§ **Record excerpts**
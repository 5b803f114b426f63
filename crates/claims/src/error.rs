// SPDX-License-Identifier: BUSL-1.1
// Copyright (c) 2026 Alfred Jean LLC

use thiserror::Error;
use vf_core::{ConfigError, ProcessorError, QueueError};

/// Errors raised by the claim queue and claim processor
#[derive(Debug, Error)]
pub enum ClaimError {
    #[error("claim check-worthiness {score} is below the minimum threshold {threshold}")]
    BelowCheckWorthiness { score: f64, threshold: f64 },
    #[error(transparent)]
    Queue(#[from] QueueError),
    #[error(transparent)]
    Processor(#[from] ProcessorError),
    #[error(transparent)]
    Config(#[from] ConfigError),
}
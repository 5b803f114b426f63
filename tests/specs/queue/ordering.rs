//! Queue ordering specs
//!
//! Verify dequeue order, tie-breaks, duplicate suppression and thresholds.

use crate::prelude::*;

#[test]
fn distinct_priorities_dequeue_in_ascending_order() {
    let queue = job_queue();
    for (name, priority) in [("c", 0.7), ("a", 0.05), ("d", 0.9), ("b", 0.2)] {
        queue.put(Job::new(name, priority, 0)).unwrap();
    }

    let mut names = Vec::new();
    while let Some(item) = queue.try_get() {
        names.push(item.payload.name);
    }
    assert_eq!(names, vec!["a", "b", "c", "d"]);
}

#[test]
fn equal_priorities_dequeue_in_insertion_order() {
    let queue = job_queue();
    for name in ["first", "second", "third"] {
        queue.put(Job::new(name, 0.5, 0)).unwrap();
    }
    queue.put(Job::new("urgent", 0.1, 0)).unwrap();

    let batch: Vec<_> = queue
        .get_batch(Some(4))
        .into_iter()
        .map(|item| item.payload.name)
        .collect();
    assert_eq!(batch, vec!["urgent", "first", "second", "third"]);
}

#[test]
fn equal_display_forms_collapse_into_one_item() {
    let queue: PriorityQueue<String> = PriorityQueue::new(QueueConfig::new().deny_duplicates());

    let first = queue.put("check this".to_string()).unwrap();
    let second = queue.put("check this".to_string()).unwrap();

    assert_eq!(first, second);
    assert_eq!(queue.total_items(), 1);
}

#[test]
fn below_threshold_put_is_rejected_without_side_effects() {
    let queue: PriorityQueue<Job> = PriorityQueue::new(
        QueueConfig::new()
            .with_priority_fn(|job: &Job| job.priority)
            .with_min_priority_threshold(0.3),
    );
    queue.put(Job::new("kept", 0.4, 0)).unwrap();

    let err = queue.put(Job::new("dropped", 0.1, 0)).unwrap_err();

    assert_eq!(
        err,
        QueueError::BelowThreshold {
            priority: 0.1,
            threshold: 0.3
        }
    );
    assert_eq!(queue.len(), 1);
}

#[test]
fn terminal_items_never_return_to_pending() {
    let queue = job_queue();
    let id = queue.put(Job::new("once", 0.5, 0)).unwrap();
    queue.try_get().unwrap();

    assert!(queue.complete(&id, 1));
    assert!(!queue.fail(&id, "late failure"));

    let item = queue.get_item(&id).unwrap();
    assert_eq!(item.status, ItemStatus::Completed);
    assert_eq!(item.result, Some(1));
    assert!(item.error.is_none());
    assert!(queue.is_empty());
}
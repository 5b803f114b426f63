//! Claim pipeline specs
//!
//! Verify claim ordering, the check-worthiness floor and the relationship
//! pass over a full claim processing run.

use crate::prelude::*;
use vf_claims::{AsyncClaimProcessor, Claim, ClaimError, ClaimProcessorConfig};

/// Pretend verdict: the claim text, upper-cased
fn verdicts() -> AsyncClaimProcessor<Claim, String> {
    AsyncClaimProcessor::new(
        |claim: Claim| async move { Ok::<_, String>(claim.text.to_uppercase()) },
        ClaimProcessorConfig::default()
            .with_max_concurrency(1)
            .with_pause_poll_interval(Duration::from_millis(5)),
    )
    .unwrap()
}

#[tokio::test]
async fn claim_run_orders_filters_and_relates() {
    init_tracing();
    let processor = verdicts();
    let claims = vec![
        Claim::new("Tariffs doubled in 2024", 0.6),
        Claim::new("Drinking bleach cures covid", 0.8).with_domain("health"),
        Claim::new("Bleach cures covid", 0.9).with_domain("Health"),
        Claim::new("The new bridge cost $4bn", 0.75),
    ];

    let results = processor.process_items(claims.clone(), None).await.unwrap();

    assert_eq!(processor.status(), ProcessingStatus::Completed);
    for (result, claim) in results.iter().zip(&claims) {
        assert_eq!(result.item, *claim);
        assert_eq!(result.result.as_deref(), Some(claim.text.to_uppercase().as_str()));
    }

    // Health claims are boosted ahead of the more worthy-looking bridge claim
    let order: Vec<_> = {
        let mut items = processor.queue().get_all_items();
        items.sort_by_key(|item| item.started_at);
        items.into_iter().map(|item| item.payload.text).collect()
    };
    assert_eq!(
        order,
        vec![
            "Bleach cures covid",
            "Drinking bleach cures covid",
            "The new bridge cost $4bn",
            "Tariffs doubled in 2024",
        ]
    );

    // Word overlap relates the two bleach claims
    let related = processor.get_related_claims(&claims[2]);
    assert_eq!(related.len(), 1);
    assert_eq!(related[0].1, claims[1]);
    assert_eq!(related[0].2.as_deref(), Some("DRINKING BLEACH CURES COVID"));

    // {bleach, cures, covid} of {drinking, bleach, cures, covid} = 0.75
    assert_eq!(processor.set_result_relationships(), 1);
    let linked = processor.get_claim_relationships(&results[2].item_id);
    assert_eq!(linked.len(), 1);
    assert_eq!(linked[0].0, results[1].item_id);
}

#[tokio::test]
async fn unworthy_claim_blocks_the_whole_batch() {
    init_tracing();
    let processor = verdicts();

    let err = processor
        .process_items(
            vec![Claim::new("Big claim", 0.9), Claim::new("Idle chatter", 0.2)],
            None,
        )
        .await
        .unwrap_err();

    match err {
        ClaimError::BelowCheckWorthiness { score, threshold } => {
            assert_eq!(score, 0.2);
            assert_eq!(threshold, 0.5);
        }
        other => panic!("unexpected error: {other}"),
    }
    assert!(processor.queue().is_empty());
    assert_eq!(processor.status(), ProcessingStatus::Idle);
}
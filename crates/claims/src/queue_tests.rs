// SPDX-License-Identifier: BUSL-1.1
// Copyright (c) 2026 Alfred Jean LLC

use super::*;
use crate::claim::Claim;
use vf_core::{FakeClock, ItemStatus, QueueError, SequentialIdGen};

type TestQueue = ClaimPriorityQueue<Claim, (), FakeClock, SequentialIdGen>;

fn claim_queue(settings: ClaimQueueSettings) -> TestQueue {
    ClaimPriorityQueue::with_deps(settings, FakeClock::new(), SequentialIdGen::new("claim"))
        .unwrap()
}

fn put(queue: &TestQueue, claim: Claim) -> String {
    queue.put_claim(claim, Metadata::new()).unwrap()
}

#[test]
fn most_check_worthy_claim_comes_out_first() {
    let queue = claim_queue(ClaimQueueSettings::default());
    put(&queue, Claim::new("GDP grew 2%", 0.6));
    put(&queue, Claim::new("Unemployment hit 50%", 0.95));
    put(&queue, Claim::new("Crime fell", 0.8));

    let order: Vec<_> = std::iter::from_fn(|| queue.queue().try_get())
        .map(|item| item.payload.text)
        .collect();
    assert_eq!(order, vec!["Unemployment hit 50%", "Crime fell", "GDP grew 2%"]);
}

#[test]
fn health_claim_overtakes_equally_worthy_claim() {
    let queue = claim_queue(ClaimQueueSettings::default());
    put(&queue, Claim::new("Taxes rose", 0.7));
    put(&queue, Claim::new("Vitamin C cures colds", 0.7).with_domain("health"));

    let first = queue.queue().try_get().unwrap();
    assert_eq!(first.payload.text, "Vitamin C cures colds");
}

#[test]
fn claims_below_the_floor_are_refused() {
    let queue = claim_queue(ClaimQueueSettings::default());
    let err = queue
        .put_claim(Claim::new("meh", 0.2), Metadata::new())
        .unwrap_err();

    assert!(matches!(
        err,
        ClaimError::BelowCheckWorthiness { score, threshold } if score == 0.2 && threshold == 0.5
    ));
    assert!(queue.queue().is_empty());
    assert_eq!(queue.queue().total_items(), 0);
}

#[test]
fn nan_check_worthiness_is_refused() {
    let queue = claim_queue(ClaimQueueSettings::default());
    assert!(queue.ensure_check_worthy(&Claim::new("?", f64::NAN)).is_err());
}

#[test]
fn check_worthiness_above_one_falls_below_the_priority_floor() {
    let queue = claim_queue(ClaimQueueSettings::default());
    let err = queue
        .put_claim(Claim::new("overrated", 1.5), Metadata::new())
        .unwrap_err();
    assert!(matches!(err, ClaimError::Queue(QueueError::BelowThreshold { .. })));
}

#[test]
fn duplicate_text_reuses_the_pending_claim() {
    let queue = claim_queue(ClaimQueueSettings::default());
    let first = put(&queue, Claim::new("Same text", 0.9));
    let second = put(&queue, Claim::new("Same text", 0.6).with_domain("science"));

    assert_eq!(first, second);
    assert_eq!(queue.queue().total_items(), 1);
}

#[test]
fn duplicates_can_be_allowed() {
    let queue = claim_queue(ClaimQueueSettings {
        allow_duplicate_claims: true,
        ..ClaimQueueSettings::default()
    });
    let first = put(&queue, Claim::new("Same text", 0.9));
    let second = put(&queue, Claim::new("Same text", 0.9));

    assert_ne!(first, second);
    assert_eq!(queue.queue().len(), 2);
}

#[test]
fn batches_are_capped_by_claim_batch_size() {
    let queue = claim_queue(ClaimQueueSettings {
        max_batch_size: 2,
        ..ClaimQueueSettings::default()
    });
    for n in 0..5 {
        put(&queue, Claim::new(format!("claim number {n}"), 0.9));
    }
    assert_eq!(queue.queue().get_batch(None).len(), 2);
    assert_eq!(queue.queue().get_batch(Some(10)).len(), 2);
}

#[test]
fn related_claims_include_substrings_and_similar_text() {
    let queue = claim_queue(ClaimQueueSettings::default());
    let contained = put(&queue, Claim::new("the vaccine is safe", 0.9));
    let similar = put(&queue, Claim::new("safe is the vaccine always", 0.9));
    put(&queue, Claim::new("interest rates fell sharply", 0.9));

    let probe = Claim::new("experts say the vaccine is safe", 0.9);
    let related: Vec<_> = queue
        .get_related_claims(&probe)
        .into_iter()
        .map(|(id, _)| id)
        .collect();
    assert_eq!(related, vec![contained.clone()]);

    // Word overlap 4/5 with the first claim, identical words with the second
    let probe = Claim::new("the vaccine is always safe", 0.9);
    let mut related: Vec<_> = queue
        .get_related_claims(&probe)
        .into_iter()
        .map(|(id, _)| id)
        .collect();
    related.sort();
    assert_eq!(related, vec![contained, similar]);
}

#[test]
fn identical_text_is_not_related_to_itself() {
    let queue = claim_queue(ClaimQueueSettings::default());
    let claim = Claim::new("the vaccine is safe", 0.9);
    put(&queue, claim.clone());
    assert!(queue.get_related_claims(&claim).is_empty());
}

#[test]
fn related_claims_cover_every_status() {
    let queue = claim_queue(ClaimQueueSettings::default());
    let id = put(&queue, Claim::new("the vaccine is safe", 0.9));
    queue.queue().try_get().unwrap();
    queue.queue().complete(&id, ());
    assert_eq!(queue.queue().get_item(&id).unwrap().status, ItemStatus::Completed);

    let related = queue.get_related_claims(&Claim::new("the vaccine is safe for kids", 0.9));
    assert_eq!(related.len(), 1);
    assert_eq!(related[0].0, id);
}

#[test]
fn custom_similarity_replaces_jaccard() {
    let queue = claim_queue(ClaimQueueSettings::default()).with_similarity(|_, _| 0.99);
    put(&queue, Claim::new("completely different", 0.9));

    assert_eq!(queue.similarity("a", "b"), 0.99);
    assert_eq!(
        queue.get_related_claims(&Claim::new("nothing shared", 0.9)).len(),
        1
    );
}

#[test]
fn similarity_may_inspect_the_queue() {
    let base = claim_queue(ClaimQueueSettings::default());
    let inner = Arc::clone(base.queue());
    let queue = base.with_similarity(move |_, _| if inner.len() > 0 { 0.99 } else { 0.0 });
    put(&queue, Claim::new("rates were cut", 0.9));

    let related = queue.get_related_claims(&Claim::new("prices doubled", 0.9));

    assert_eq!(related.len(), 1);
    assert_eq!(related[0].1.text, "rates were cut");
}

#[test]
fn invalid_settings_are_rejected() {
    let result = ClaimPriorityQueue::<Claim>::new(ClaimQueueSettings {
        max_batch_size: 0,
        ..ClaimQueueSettings::default()
    });
    assert!(matches!(result, Err(ClaimError::Config(_))));
}
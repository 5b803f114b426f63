//! Shared helpers for the behavioral specs

#![allow(dead_code)]

pub use std::sync::{Arc, Mutex};
pub use std::time::Duration;
pub use vf_core::{
    AsyncProcessor, ItemStatus, PriorityQueue, ProcessingStatus, ProcessorConfig, QueueConfig,
    QueueError, SequentialIdGen, SystemClock, NOT_COMPLETED,
};

/// Route `tracing` output through the test harness; `RUST_LOG` filters it
pub fn init_tracing() {
    let _ = tracing_subscriber::fmt()
        .with_env_filter(tracing_subscriber::EnvFilter::from_default_env())
        .with_test_writer()
        .try_init();
}

/// Payload carrying its own priority
#[derive(Debug, Clone, PartialEq)]
pub struct Job {
    pub name: String,
    pub priority: f64,
    pub value: i64,
}

impl Job {
    pub fn new(name: &str, priority: f64, value: i64) -> Self {
        Self {
            name: name.to_string(),
            priority,
            value,
        }
    }
}

/// Queue ordered by each job's own priority, with predictable ids
pub fn job_queue() -> Arc<PriorityQueue<Job, i64, SystemClock, SequentialIdGen>> {
    Arc::new(PriorityQueue::with_deps(
        QueueConfig::new().with_priority_fn(|job: &Job| job.priority),
        SystemClock,
        SequentialIdGen::new("job"),
    ))
}

/// Processor config that polls quickly while paused
pub fn fast_config() -> ProcessorConfig {
    ProcessorConfig::default().with_pause_poll_interval(Duration::from_millis(5))
}
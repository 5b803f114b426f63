// SPDX-License-Identifier: BUSL-1.1
// Copyright (c) 2026 Alfred Jean LLC

//! Bounded-concurrency processor draining a [`PriorityQueue`]
//!
//! A run enqueues its items, then a background drain task repeatedly pulls a
//! batch (at most `max_concurrency` items, most urgent first), runs every
//! item under the concurrency semaphore with a per-attempt timeout and a
//! fixed retry budget, and republishes progress once the batch settles.
//!
//! Job lifecycle:
//!
//! ```text
//! Idle -> Starting -> Processing <-> Paused
//!                        |
//!                        +-> Completed | Canceled | Failed
//! ```
//!
//! Item failures are recorded per item and never fail the job. Only a fault
//! in the drain loop itself ends in `Failed`. Cancellation is cooperative:
//! it is observed between batches and while dispatching one, and attempts
//! already running are left to finish or time out.

use crate::clock::{Clock, SystemClock};
use crate::config::{ProcessorConfig, QueueConfig};
use crate::error::{AttemptError, ProcessorError};
use crate::id::{IdGen, UuidIdGen};
use crate::process::ProcessFn;
use crate::progress::{ProcessingProgress, ProcessingResult, ProcessingStatus};
use crate::queue::{PriorityQueue, QueueItem};
use chrono::{DateTime, Utc};
use std::collections::HashMap;
use std::panic::AssertUnwindSafe;
use std::sync::atomic::{AtomicBool, Ordering};
use std::sync::{Arc, Mutex, MutexGuard};
use std::time::Duration;
use tokio::sync::Semaphore;
use tokio::task::{JoinHandle, JoinSet};
use tokio::time::Instant;

/// Receives a progress snapshot after every batch
pub type ProgressCallback = Arc<dyn Fn(&ProcessingProgress) + Send + Sync>;

/// Drives a priority queue to completion
///
/// Cloning yields another handle onto the same processor, which is how a
/// caller pauses or cancels a run that another task is awaiting.
pub struct AsyncProcessor<T, R, C = SystemClock, I = UuidIdGen> {
    shared: Arc<Shared<T, R, C, I>>,
}

impl<T, R, C, I> Clone for AsyncProcessor<T, R, C, I> {
    fn clone(&self) -> Self {
        Self {
            shared: Arc::clone(&self.shared),
        }
    }
}

struct Shared<T, R, C, I> {
    func: Arc<dyn ProcessFn<T, R>>,
    config: ProcessorConfig,
    queue: Arc<PriorityQueue<T, R, C, I>>,
    limiter: Semaphore,
    paused: AtomicBool,
    cancel_requested: AtomicBool,
    run: Mutex<RunState<T, R>>,
    drain: Mutex<Option<JoinHandle<()>>>,
}

struct RunState<T, R> {
    status: ProcessingStatus,
    progress: ProcessingProgress,
    start_time: Option<DateTime<Utc>>,
    processing_times: Vec<Duration>,
    results: HashMap<String, ProcessingResult<T, R>>,
    callback: Option<ProgressCallback>,
}
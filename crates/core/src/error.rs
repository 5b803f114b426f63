// SPDX-License-Identifier: BUSL-1.1
// Copyright (c) 2026 Alfred Jean LLC

//! Error types for the queue and processor

use std::time::Duration;
use thiserror::Error;

/// Errors raised when inserting into a [`crate::PriorityQueue`]
#[derive(Debug, Clone, PartialEq, Error)]
pub enum QueueError {
    #[error("item priority {priority} is below the minimum threshold {threshold}")]
    BelowThreshold { priority: f64, threshold: f64 },
    #[error("item priority {0} is not a number")]
    InvalidPriority(f64),
}

/// Errors raised while loading or validating configuration
#[derive(Debug, Error)]
pub enum ConfigError {
    #[error("failed to parse config: {0}")]
    Parse(#[from] toml::de::Error),
    #[error("invalid {field}: {reason}")]
    Invalid { field: &'static str, reason: String },
}

impl ConfigError {
    pub(crate) fn invalid(field: &'static str, reason: impl Into<String>) -> Self {
        ConfigError::Invalid {
            field,
            reason: reason.into(),
        }
    }
}

/// Errors raised by [`crate::AsyncProcessor`] itself
///
/// Failures of individual items are never reported here; they are recorded
/// as failed [`crate::ProcessingResult`]s.
#[derive(Debug, Error)]
pub enum ProcessorError {
    #[error(transparent)]
    Queue(#[from] QueueError),
    #[error(transparent)]
    Config(#[from] ConfigError),
    #[error("a processing run is already in progress")]
    AlreadyRunning,
    #[error("no tokio runtime available: {0}")]
    NoRuntime(#[from] tokio::runtime::TryCurrentError),
    #[error("concurrency limiter closed")]
    LimiterClosed(#[from] tokio::sync::AcquireError),
    #[error("processing task aborted: {0}")]
    Task(#[from] tokio::task::JoinError),
}

/// Why a single processing attempt did not produce a value
#[derive(Debug, Clone, PartialEq, Eq, Error)]
pub enum AttemptError {
    #[error("processing timed out after {0:?}")]
    TimedOut(Duration),
    #[error("processing failed: {0}")]
    Failed(String),
    #[error("processing panicked")]
    Panicked,
    #[error("processing canceled")]
    Canceled,
}

impl AttemptError {
    /// Whether another attempt may follow this one
    pub fn is_retryable(&self) -> bool {
        !matches!(self, AttemptError::Canceled)
    }
}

§ **Requirement**
Please return every line of the material above that includes "always".

§ **Response**
    let similar = put(&queue, Claim::new("safe is the vaccine always", 0.9));
    let probe = Claim::new("the vaccine is always safe", 0.9);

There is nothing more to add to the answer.